[Data extracted from a collection]
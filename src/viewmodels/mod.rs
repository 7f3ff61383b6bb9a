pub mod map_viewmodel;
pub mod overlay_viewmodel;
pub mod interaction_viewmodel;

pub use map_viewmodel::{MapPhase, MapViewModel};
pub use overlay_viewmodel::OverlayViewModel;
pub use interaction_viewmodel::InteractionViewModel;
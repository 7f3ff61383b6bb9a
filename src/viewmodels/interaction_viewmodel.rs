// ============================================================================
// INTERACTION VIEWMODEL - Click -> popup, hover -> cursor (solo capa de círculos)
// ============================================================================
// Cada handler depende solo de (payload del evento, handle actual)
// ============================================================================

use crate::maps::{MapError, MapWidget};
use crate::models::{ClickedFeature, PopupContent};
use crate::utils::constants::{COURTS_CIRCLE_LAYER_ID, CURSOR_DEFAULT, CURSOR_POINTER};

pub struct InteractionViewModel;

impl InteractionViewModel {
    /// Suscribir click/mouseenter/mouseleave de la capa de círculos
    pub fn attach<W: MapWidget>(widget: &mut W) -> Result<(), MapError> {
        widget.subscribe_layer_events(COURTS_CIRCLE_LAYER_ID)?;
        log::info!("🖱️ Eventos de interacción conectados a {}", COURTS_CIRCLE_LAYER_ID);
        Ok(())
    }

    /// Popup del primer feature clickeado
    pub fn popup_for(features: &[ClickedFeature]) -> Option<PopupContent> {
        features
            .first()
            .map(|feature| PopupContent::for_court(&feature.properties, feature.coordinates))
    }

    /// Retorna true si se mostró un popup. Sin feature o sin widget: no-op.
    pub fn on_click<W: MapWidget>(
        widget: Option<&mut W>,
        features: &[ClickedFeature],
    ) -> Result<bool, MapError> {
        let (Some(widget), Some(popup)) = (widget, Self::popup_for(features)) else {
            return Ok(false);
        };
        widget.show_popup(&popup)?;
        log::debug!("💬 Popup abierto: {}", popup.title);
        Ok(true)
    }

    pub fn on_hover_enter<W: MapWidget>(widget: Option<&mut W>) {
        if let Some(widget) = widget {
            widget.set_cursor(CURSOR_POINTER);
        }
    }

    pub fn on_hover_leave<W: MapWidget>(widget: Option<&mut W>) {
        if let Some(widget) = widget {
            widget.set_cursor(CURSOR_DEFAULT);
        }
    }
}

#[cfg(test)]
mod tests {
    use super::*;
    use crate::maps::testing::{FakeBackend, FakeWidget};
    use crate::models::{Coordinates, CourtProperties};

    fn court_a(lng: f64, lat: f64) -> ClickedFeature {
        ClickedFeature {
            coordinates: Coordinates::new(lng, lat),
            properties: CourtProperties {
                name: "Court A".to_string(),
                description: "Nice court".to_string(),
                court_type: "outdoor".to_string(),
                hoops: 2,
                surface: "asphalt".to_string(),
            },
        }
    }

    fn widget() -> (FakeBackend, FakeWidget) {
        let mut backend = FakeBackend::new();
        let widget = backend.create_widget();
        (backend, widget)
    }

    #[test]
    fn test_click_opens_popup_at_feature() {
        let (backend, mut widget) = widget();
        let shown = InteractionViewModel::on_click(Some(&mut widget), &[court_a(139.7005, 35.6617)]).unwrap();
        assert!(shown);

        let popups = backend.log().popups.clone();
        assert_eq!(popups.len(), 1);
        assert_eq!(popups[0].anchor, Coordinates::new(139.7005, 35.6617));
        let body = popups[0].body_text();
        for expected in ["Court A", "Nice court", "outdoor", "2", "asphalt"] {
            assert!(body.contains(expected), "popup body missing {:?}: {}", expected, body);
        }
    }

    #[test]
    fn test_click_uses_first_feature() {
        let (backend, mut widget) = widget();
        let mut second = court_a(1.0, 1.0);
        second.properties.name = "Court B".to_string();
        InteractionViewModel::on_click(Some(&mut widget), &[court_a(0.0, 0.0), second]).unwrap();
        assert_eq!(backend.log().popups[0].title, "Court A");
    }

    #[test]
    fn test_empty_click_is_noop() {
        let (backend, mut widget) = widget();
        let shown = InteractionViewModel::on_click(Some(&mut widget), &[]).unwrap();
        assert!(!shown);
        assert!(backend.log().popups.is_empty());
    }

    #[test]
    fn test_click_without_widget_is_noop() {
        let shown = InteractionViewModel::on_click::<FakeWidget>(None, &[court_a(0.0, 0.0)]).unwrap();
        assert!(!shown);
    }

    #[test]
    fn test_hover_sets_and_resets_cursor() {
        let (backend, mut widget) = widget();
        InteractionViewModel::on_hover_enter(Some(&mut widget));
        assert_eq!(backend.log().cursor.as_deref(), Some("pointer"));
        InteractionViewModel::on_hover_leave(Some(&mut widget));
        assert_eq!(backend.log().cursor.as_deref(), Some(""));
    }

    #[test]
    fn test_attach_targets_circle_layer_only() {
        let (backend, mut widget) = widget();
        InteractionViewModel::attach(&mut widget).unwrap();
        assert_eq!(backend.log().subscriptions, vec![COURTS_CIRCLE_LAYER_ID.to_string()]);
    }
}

WHAT TO DO ::
Using the same words as the original, repeat the records above.

RESULT OF THE EXERCISE ::
filename src/viewmodels/mod.rs
repository 7f3ff61383b6bb9a
pub mod map_viewmodel;
pub mod overlay_viewmodel;
pub mod interaction_viewmodel;

pub use map_viewmodel::{MapPhase, MapViewModel};
pub use overlay_viewmodel::OverlayViewModel;
pub use interaction_viewmodel::InteractionViewModel;
repository 7f3ff61383b6bb9a
filename src/viewmodels/interaction_viewmodel.rs
// ============================================================================
// INTERACTION VIEWMODEL - Click -> popup, hover -> cursor (solo capa de círculos)
// ============================================================================
// Cada handler depende solo de (payload del evento, handle actual)
// ============================================================================

use crate::maps::{MapError, MapWidget};
use crate::models::{ClickedFeature, PopupContent};
use crate::utils::constants::{COURTS_CIRCLE_LAYER_ID, CURSOR_DEFAULT, CURSOR_POINTER};

pub struct InteractionViewModel;

impl InteractionViewModel {
    /// Suscribir click/mouseenter/mouseleave de la capa de círculos
    pub fn attach<W: MapWidget>(widget: &mut W) -> Result<(), MapError> {
        widget.subscribe_layer_events(COURTS_CIRCLE_LAYER_ID)?;
        log::info!("🖱️ Eventos de interacción conectados a {}", COURTS_CIRCLE_LAYER_ID);
        Ok(())
    }

    /// Popup del primer feature clickeado
    pub fn popup_for(features: &[ClickedFeature]) -> Option<PopupContent> {
        features
            .first()
            .map(|feature| PopupContent::for_court(&feature.properties, feature.coordinates))
    }

    /// Retorna true si se mostró un popup. Sin feature o sin widget: no-op.
    pub fn on_click<W: MapWidget>(
        widget: Option<&mut W>,
        features: &[ClickedFeature],
    ) -> Result<bool, MapError> {
        let (Some(widget), Some(popup)) = (widget, Self::popup_for(features)) else {
            return Ok(false);
        };
        widget.show_popup(&popup)?;
        log::debug!("💬 Popup abierto: {}", popup.title);
        Ok(true)
    }

    pub fn on_hover_enter<W: MapWidget>(widget: Option<&mut W>) {
        if let Some(widget) = widget {
            widget.set_cursor(CURSOR_POINTER);
        }
    }

    pub fn on_hover_leave<W: MapWidget>(widget: Option<&mut W>) {
        if let Some(widget) = widget {
            widget.set_cursor(CURSOR_DEFAULT);
        }
    }
}

#[cfg(test)]
mod tests {
    use super::*;
    use crate::maps::testing::{FakeBackend, FakeWidget};
    use crate::models::{Coordinates, CourtProperties};

    fn court_a(lng: f64, lat: f64) -> ClickedFeature {
        ClickedFeature {
            coordinates: Coordinates::new(lng, lat),
            properties: CourtProperties {
                name: "Court A".to_string(),
                description: "Nice court".to_string(),
                court_type: "outdoor".to_string(),
                hoops: 2,
                surface: "asphalt".to_string(),
            },
        }
    }

    fn widget() -> (FakeBackend, FakeWidget) {
        let mut backend = FakeBackend::new();
        let widget = backend.create_widget();
        (backend, widget)
    }

    #[test]
    fn test_click_opens_popup_at_feature() {
        let (backend, mut widget) = widget();
        let shown = InteractionViewModel::on_click(Some(&mut widget), &[court_a(139.7005, 35.6617)]).unwrap();
        assert!(shown);

        let popups = backend.log().popups.clone();
        assert_eq!(popups.len(), 1);
        assert_eq!(popups[0].anchor, Coordinates::new(139.7005, 35.6617));
        let body = popups[0].body_text();
        for expected in ["Court A", "Nice court", "outdoor", "2", "asphalt"] {
            assert!(body.contains(expected), "popup body missing {:?}: {}", expected, body);
        }
    }

    #[test]
    fn test_click_uses_first_feature() {
        let (backend, mut widget) = widget();
        let mut second = court_a(1.0, 1.0);
        second.properties.name = "Court B".to_string();
        InteractionViewModel::on_click(Some(&mut widget), &[court_a(0.0, 0.0), second]).unwrap();
        assert_eq!(backend.log().popups[0].title, "Court A");
    }

    #[test]
    fn test_empty_click_is_noop() {
        let (backend, mut widget) = widget();
        let shown = InteractionViewModel::on_click(Some(&mut widget), &[]).unwrap();
        assert!(!shown);
        assert!(backend.log().popups.is_empty());
    }

    #[test]
    fn test_click_without_widget_is_noop() {
        let shown = InteractionViewModel::on_click::<FakeWidget>(None, &[court_a(0.0, 0.0)]).unwrap();
        assert!(!shown);
    }

    #[test]
    fn test_hover_sets_and_resets_cursor() {
        let (backend, mut widget) = widget();
        InteractionViewModel::on_hover_enter(Some(&mut widget));
        assert_eq!(backend.log().cursor.as_deref(), Some("pointer"));
        InteractionViewModel::on_hover_leave(Some(&mut widget));
        assert_eq!(backend.log().cursor.as_deref(), Some(""));
    }

    #[test]
    fn test_attach_targets_circle_layer_only() {
        let (backend, mut widget) = widget();
        InteractionViewModel::attach(&mut widget).unwrap();
        assert_eq!(backend.log().subscriptions, vec![COURTS_CIRCLE_LAYER_ID.to_string()]);
    }
}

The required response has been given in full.